### Your goal
If a line of the records contains the string "Somewhere", copy it out.

Task material below:

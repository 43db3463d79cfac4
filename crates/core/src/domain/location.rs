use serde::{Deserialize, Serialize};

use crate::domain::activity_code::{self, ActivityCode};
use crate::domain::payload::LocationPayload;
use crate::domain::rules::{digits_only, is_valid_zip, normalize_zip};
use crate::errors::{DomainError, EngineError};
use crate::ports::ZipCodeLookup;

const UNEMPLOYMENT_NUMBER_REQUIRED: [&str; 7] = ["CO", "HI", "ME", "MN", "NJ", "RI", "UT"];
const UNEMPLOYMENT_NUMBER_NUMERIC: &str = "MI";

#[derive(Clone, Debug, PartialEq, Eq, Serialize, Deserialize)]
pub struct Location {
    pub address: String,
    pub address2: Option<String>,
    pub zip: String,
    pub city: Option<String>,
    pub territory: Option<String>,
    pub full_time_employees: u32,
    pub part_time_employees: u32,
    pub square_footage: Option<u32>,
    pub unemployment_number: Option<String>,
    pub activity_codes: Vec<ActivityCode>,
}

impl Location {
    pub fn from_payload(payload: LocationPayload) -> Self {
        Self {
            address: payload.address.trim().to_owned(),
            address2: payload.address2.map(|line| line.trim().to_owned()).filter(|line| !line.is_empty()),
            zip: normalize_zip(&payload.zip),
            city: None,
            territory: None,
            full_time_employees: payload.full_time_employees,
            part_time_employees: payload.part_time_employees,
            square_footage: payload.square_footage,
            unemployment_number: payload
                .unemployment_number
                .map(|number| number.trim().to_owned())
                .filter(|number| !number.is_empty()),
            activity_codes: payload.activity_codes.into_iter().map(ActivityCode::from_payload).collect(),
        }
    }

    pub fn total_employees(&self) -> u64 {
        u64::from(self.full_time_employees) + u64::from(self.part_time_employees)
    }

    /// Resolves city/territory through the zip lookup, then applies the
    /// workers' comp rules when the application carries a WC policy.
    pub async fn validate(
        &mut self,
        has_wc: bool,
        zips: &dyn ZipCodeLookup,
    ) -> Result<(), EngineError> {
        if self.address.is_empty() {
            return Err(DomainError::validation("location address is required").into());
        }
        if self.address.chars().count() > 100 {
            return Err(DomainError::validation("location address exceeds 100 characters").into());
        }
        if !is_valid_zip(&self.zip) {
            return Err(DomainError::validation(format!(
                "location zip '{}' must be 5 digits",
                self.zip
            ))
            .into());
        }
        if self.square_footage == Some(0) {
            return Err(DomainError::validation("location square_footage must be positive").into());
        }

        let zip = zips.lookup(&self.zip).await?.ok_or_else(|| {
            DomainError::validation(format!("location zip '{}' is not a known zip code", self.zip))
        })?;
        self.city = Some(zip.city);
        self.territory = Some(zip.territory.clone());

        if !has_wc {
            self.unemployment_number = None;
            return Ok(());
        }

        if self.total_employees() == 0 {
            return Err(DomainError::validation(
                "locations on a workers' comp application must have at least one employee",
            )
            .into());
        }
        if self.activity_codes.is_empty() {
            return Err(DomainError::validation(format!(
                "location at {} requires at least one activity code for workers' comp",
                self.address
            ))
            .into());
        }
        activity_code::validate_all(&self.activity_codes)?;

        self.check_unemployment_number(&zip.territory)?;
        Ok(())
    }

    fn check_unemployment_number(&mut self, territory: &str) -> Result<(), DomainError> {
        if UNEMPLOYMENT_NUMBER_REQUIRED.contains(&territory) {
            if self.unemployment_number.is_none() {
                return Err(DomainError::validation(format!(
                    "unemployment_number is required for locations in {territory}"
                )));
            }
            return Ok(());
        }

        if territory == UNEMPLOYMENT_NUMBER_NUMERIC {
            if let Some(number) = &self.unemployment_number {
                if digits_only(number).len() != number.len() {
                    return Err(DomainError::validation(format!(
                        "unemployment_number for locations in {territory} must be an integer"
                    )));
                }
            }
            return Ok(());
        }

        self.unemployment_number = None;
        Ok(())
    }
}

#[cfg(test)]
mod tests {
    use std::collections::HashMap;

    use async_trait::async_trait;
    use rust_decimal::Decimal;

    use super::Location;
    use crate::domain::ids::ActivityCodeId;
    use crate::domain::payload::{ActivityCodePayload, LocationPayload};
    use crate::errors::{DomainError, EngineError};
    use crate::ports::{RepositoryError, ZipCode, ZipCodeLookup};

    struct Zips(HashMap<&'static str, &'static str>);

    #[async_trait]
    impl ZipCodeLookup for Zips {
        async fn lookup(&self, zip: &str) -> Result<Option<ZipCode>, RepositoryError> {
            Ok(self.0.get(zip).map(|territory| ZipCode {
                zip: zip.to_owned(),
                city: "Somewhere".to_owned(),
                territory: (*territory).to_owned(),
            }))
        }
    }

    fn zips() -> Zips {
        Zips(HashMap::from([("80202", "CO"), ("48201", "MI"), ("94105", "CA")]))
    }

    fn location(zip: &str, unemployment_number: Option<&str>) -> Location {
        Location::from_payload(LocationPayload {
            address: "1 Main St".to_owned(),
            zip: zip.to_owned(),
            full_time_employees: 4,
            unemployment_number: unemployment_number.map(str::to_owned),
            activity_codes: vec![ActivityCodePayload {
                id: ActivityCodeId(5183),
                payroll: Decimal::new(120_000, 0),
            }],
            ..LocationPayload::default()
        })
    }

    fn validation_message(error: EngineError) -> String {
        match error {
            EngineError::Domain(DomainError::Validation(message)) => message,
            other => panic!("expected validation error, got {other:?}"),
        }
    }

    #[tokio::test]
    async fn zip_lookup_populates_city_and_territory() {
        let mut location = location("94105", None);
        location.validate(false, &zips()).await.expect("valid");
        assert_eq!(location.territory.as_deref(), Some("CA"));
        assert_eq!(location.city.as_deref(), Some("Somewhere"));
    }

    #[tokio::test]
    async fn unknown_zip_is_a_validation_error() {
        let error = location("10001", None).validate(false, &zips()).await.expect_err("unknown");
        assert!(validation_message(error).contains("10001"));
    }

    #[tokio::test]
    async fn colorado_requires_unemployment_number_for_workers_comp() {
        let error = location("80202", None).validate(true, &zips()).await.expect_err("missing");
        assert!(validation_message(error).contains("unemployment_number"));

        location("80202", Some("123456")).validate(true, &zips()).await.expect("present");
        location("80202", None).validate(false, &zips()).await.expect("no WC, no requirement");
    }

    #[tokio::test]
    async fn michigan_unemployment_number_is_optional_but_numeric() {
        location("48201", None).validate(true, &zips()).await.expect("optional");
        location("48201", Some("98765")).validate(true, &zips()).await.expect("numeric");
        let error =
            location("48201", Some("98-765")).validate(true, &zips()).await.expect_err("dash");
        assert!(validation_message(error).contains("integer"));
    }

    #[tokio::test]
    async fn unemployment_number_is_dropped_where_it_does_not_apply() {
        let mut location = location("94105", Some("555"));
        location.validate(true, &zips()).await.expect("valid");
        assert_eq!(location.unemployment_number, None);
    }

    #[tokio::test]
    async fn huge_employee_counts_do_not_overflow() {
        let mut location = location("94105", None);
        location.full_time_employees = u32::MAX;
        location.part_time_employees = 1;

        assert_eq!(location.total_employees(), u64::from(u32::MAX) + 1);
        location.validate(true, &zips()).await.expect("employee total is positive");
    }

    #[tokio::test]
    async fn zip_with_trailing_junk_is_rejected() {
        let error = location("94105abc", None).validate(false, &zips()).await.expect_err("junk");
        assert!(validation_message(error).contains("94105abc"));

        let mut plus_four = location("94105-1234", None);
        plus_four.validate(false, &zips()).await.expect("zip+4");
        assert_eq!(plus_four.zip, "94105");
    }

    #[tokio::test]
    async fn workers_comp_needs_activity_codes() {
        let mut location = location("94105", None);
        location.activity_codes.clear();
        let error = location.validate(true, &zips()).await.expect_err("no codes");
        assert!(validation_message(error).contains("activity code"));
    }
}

End of Task material.

### Task response
                city: "Somewhere".to_owned(),
        assert_eq!(location.city.as_deref(), Some("Somewhere"));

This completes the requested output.